■ **About this task**
For each line below that holds the string "iter", add one to a tally; report that tally alone.

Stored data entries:
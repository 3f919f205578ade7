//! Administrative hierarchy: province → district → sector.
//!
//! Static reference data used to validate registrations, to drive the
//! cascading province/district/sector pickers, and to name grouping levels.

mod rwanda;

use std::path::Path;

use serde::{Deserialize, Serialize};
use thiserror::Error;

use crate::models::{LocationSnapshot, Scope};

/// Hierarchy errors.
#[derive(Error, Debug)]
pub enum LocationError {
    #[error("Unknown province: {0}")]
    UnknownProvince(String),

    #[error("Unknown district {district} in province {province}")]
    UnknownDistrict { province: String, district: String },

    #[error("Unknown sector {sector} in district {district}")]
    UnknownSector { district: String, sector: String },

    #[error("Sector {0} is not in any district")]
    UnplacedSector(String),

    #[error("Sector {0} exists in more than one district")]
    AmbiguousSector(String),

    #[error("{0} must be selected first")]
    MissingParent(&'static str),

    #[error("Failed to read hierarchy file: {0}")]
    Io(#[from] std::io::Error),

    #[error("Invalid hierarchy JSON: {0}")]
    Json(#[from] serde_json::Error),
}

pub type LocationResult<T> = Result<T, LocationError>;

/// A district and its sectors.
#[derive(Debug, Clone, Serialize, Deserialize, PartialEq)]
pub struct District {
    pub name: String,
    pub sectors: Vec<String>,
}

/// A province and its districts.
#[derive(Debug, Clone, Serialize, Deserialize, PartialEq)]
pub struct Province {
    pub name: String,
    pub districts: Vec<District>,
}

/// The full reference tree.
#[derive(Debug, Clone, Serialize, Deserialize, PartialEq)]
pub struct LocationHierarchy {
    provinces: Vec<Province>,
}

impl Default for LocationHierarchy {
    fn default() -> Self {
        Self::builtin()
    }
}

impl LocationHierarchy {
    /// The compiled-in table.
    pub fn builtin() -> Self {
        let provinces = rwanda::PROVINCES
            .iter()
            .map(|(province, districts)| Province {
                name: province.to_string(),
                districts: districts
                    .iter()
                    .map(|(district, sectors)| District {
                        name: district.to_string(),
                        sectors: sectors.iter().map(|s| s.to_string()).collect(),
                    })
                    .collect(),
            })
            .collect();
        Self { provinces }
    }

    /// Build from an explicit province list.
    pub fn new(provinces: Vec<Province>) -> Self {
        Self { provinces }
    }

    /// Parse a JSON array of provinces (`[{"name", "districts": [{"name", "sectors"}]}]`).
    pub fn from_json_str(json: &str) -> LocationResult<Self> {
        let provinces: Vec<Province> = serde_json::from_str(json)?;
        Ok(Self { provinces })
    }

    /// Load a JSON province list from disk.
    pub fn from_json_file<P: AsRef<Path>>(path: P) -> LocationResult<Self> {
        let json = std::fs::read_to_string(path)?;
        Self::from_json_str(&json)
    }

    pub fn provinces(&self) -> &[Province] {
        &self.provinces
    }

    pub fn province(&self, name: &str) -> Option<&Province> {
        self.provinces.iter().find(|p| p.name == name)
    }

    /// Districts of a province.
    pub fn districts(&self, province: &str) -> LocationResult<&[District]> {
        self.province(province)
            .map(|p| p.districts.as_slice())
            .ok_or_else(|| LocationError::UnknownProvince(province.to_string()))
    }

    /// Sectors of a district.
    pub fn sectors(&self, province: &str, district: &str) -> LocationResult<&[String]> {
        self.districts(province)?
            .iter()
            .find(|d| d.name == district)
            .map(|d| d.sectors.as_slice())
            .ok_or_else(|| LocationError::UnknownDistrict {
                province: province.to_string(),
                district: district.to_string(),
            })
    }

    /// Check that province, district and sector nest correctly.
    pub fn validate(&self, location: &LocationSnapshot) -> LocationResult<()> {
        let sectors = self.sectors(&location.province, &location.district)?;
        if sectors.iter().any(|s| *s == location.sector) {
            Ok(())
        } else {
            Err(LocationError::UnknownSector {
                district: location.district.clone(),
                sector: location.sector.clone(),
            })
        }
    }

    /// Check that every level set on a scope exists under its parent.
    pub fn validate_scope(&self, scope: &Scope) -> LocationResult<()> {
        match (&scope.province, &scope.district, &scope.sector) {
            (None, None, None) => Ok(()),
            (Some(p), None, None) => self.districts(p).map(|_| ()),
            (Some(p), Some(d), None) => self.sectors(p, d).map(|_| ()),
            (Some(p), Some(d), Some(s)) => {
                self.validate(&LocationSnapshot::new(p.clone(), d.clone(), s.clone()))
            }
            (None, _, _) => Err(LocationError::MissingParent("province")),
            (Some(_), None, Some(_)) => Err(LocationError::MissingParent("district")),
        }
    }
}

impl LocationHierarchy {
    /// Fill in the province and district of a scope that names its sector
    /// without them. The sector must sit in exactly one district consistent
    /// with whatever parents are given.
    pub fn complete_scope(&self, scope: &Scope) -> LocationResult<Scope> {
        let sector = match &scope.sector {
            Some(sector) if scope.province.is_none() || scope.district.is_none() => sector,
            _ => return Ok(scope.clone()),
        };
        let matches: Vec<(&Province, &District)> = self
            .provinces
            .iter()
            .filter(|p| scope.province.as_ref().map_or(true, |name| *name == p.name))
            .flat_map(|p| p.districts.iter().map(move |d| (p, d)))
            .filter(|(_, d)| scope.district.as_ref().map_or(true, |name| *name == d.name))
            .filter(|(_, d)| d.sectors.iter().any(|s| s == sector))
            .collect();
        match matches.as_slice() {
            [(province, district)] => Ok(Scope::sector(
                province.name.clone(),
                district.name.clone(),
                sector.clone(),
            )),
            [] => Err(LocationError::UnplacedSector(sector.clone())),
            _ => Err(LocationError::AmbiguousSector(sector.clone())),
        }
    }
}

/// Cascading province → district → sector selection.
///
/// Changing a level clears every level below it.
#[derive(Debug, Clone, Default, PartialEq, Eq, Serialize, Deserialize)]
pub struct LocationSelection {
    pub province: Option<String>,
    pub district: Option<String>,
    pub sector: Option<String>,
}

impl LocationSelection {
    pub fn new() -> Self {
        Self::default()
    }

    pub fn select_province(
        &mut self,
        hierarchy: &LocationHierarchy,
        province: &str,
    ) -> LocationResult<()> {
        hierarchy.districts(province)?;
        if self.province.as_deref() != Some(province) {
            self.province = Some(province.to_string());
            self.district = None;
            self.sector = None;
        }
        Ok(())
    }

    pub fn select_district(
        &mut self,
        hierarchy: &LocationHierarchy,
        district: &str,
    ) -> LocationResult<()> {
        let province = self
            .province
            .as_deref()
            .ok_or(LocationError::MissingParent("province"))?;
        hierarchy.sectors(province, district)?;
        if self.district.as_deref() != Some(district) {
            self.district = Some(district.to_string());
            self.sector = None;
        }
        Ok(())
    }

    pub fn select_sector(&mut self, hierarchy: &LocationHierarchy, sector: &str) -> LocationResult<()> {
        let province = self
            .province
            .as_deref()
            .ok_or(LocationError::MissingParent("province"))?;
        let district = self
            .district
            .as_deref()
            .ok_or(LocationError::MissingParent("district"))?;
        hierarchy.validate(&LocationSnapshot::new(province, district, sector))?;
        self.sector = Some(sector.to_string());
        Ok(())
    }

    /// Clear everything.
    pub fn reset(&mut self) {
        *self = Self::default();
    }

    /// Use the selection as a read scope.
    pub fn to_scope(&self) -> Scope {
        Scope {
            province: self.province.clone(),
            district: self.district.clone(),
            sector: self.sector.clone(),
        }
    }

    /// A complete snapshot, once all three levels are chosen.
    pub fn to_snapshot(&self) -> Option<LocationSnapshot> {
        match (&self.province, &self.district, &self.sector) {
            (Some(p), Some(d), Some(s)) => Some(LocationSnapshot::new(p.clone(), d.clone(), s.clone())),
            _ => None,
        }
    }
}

■ **Problem solution**
9